その日はランボーを病院につれていくために、午前休をとっていた。ここ数日食欲がなく、さらにお腹にしこりのようなものを見つけたからだ。動物病院の待合室で診察を待っている間、桜子にだけ、週末のどこかで会えないかとほとんどダメもと気分で誘ってみた。桜子もさっきのグループLINEでの会話に不参加だったのだ。もしかしたら、桜子だけは自分と同じ気持ちかもしれない、そう一縷の望みにすがりながら。信じたかった。が、あっさり断られた。今週は火曜から有休をとって、姪っ子と赤ちゃんの世話のために再び九州にいっているというのだ。さっきグループLINEで無言だったのは、単に忙しかっただけだった。

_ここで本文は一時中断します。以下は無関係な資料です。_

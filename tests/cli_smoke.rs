use assert_cmd::Command;
use predicates::prelude::*;
use std::fs;
use tempfile::TempDir;
use wiz::context::encode_context;

fn registry_with_foo() -> TempDir {
    let temp = TempDir::new().unwrap();
    fs::write(
        temp.path().join("foo.json"),
        r#"{
            "identifier": "foo",
            "version": "0.1.0",
            "environ": {"PATH": "/a:${PATH}"},
            "command": {"foo": "foo-bin"}
        }"#,
    )
    .unwrap();
    temp
}

fn wiz() -> Command {
    Command::cargo_bin("wiz").unwrap()
}

#[test]
fn use_resolves_and_prints_the_context() {
    let registry = registry_with_foo();
    wiz()
        .args(["use", "foo", "--registry"])
        .arg(registry.path())
        .assert()
        .success()
        .stdout(predicate::str::contains("foo==0.1.0"))
        .stdout(predicate::str::contains("foo -> foo-bin"));
}

#[test]
fn use_emits_a_json_envelope() {
    let registry = registry_with_foo();
    let output = wiz()
        .args(["use", "foo", "--format", "json", "--registry"])
        .arg(registry.path())
        .assert()
        .success()
        .get_output()
        .stdout
        .clone();

    let envelope: serde_json::Value = serde_json::from_slice(&output).unwrap();
    assert_eq!(envelope["version"], "1");
    assert_eq!(envelope["command"], "wiz use");
    assert_eq!(envelope["status"], "ok");
    assert_eq!(
        envelope["detail"]["packages"][0]["qualified_identifier"],
        "foo==0.1.0"
    );
    assert!(envelope["events"].as_array().is_some_and(|events| {
        events
            .iter()
            .any(|event| event["type"] == "resolve_complete")
    }));
}

#[test]
fn unresolvable_requests_fail() {
    let registry = registry_with_foo();
    wiz()
        .args(["use", "ghost", "--registry"])
        .arg(registry.path())
        .assert()
        .failure()
        .stderr(predicate::str::contains("ghost"));
}

#[test]
fn missing_registries_fail_with_guidance() {
    wiz()
        .env_remove("WIZ_REGISTRY_PATHS")
        .env("WIZ_CONFIG", "/nonexistent/wiz-config.toml")
        .args(["use", "foo"])
        .assert()
        .failure()
        .stderr(predicate::str::contains("--registry"));
}

#[test]
fn context_decodes_an_explicit_snapshot() {
    let encoded = encode_context(
        &["/studio/registry".into()],
        &["foo==0.1.0".to_string()],
    );
    wiz()
        .args(["context", &encoded])
        .assert()
        .success()
        .stdout(predicate::str::contains("/studio/registry"))
        .stdout(predicate::str::contains("foo==0.1.0"));
}

#[test]
fn context_reads_the_calling_environment() {
    let encoded = encode_context(
        &["/studio/registry".into()],
        &["bar==2.0".to_string()],
    );
    wiz()
        .env("WIZ_CONTEXT", &encoded)
        .arg("context")
        .assert()
        .success()
        .stdout(predicate::str::contains("bar==2.0"));
}

#[test]
fn commands_lists_the_reverse_index() {
    let registry = registry_with_foo();
    wiz()
        .args(["commands", "--registry"])
        .arg(registry.path())
        .assert()
        .success()
        .stdout(predicate::str::contains("foo -> foo"));
}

おまけにその後、診察でランボーに腫瘍が見つかった。悪性の可能性が高く、しばらく検査入院することになった。すいちゃんから、老犬だし一度大病もしているので、長くは一緒にいられないと思うとは言われていたが、今年一年ぐらいは大丈夫だろうと高をくくっていた。まさに泣きっ面に蜂。すっかり意気消沈しながら昼すぎに出社し、自席についてすぐ、チーム全体に、不穏な空気が漂っていることに気づいた。
「やらかしちゃったんだよ」と隣の席の橋川が声をかけてきた。彼女は響よりも五年も後輩だが、つねにため口で話しかけてくる。「委託会社のバカ派遣がさ」
まもなく、情報共有のためのミーティングが開かれた。問題になっているのは、カスタマーセンターの派遣オペレーターの接遇へのクレームだった。最初の問い合わせは、以前にクレジットカード払いを申請したのに、なぜかずっと振込票が送られてくるのでどうなっているのか、というものだった。実際はこちらの手違いで支払い方法の変更の処理できていなかったのだが、オペレーターはきちんとそれを確認しないまま、申請は受けた履歴がないの一点張りで追い返したというのだ。後にこちらの手違いが発覚し、大クレームに発展してしまった。
クレームの発端となったのは一般家庭用の契約だが、相手は数件のビルオーナーで、法人部門の超お得意様だった。怒り心頭の相手方は、ビルのほうの契約を他社に乗り換えることをちらつかせていて、他部署を巻き込んでの大騒動になりかけていた。
通常、委託会社社員が起因のクレームは、できるかぎり委託会社側で解決してもらうのが筋だ。が、今回は、そんな悠長なことを言っている場合ではなかった。
「あっちの責任者が何度も先方に電話入れてるんですけど、納得してもらえないみたいで。もうこっちで引き取るしかなさそうです」チームリーダーの川口が言った。「むこうは謝罪訪問を求めてるようですけど、まずはもう一度、こちらから電話してみます」
「誰が対応するの?」速水が言った。速水の声を聞くことはめったにないが、たまに聞くとそのガサガサぶりにびっくりする。すいちゃんが「ケーウンスクみたいな声」と言っていて、響は当然わからなかったのでユーチューブで検索して見てみたが、ケーウンスクより速水のほうがガサガサだと思った。
ミーティングには、この二人のほかには響をふくめてあと三人選抜されていた。誰かが生贄にならなければならない、ということだ。
「わたし、やります」
響は言った。半ばやけくそ気分だった。
しーんと静まり返ったまま、なんの反応も返ってこない。
「あ、えーっと、わたし、一応、法人営業やってましたし、この手のオーナーとは……」
ふん、と速水が鼻でわらった。
「優秀なエリートがきてくれて、助かるわね。じゃあ、それで。もういいわね」
そう言うと、速水はそそくさと席をたって、ミーティングルームを去っていった。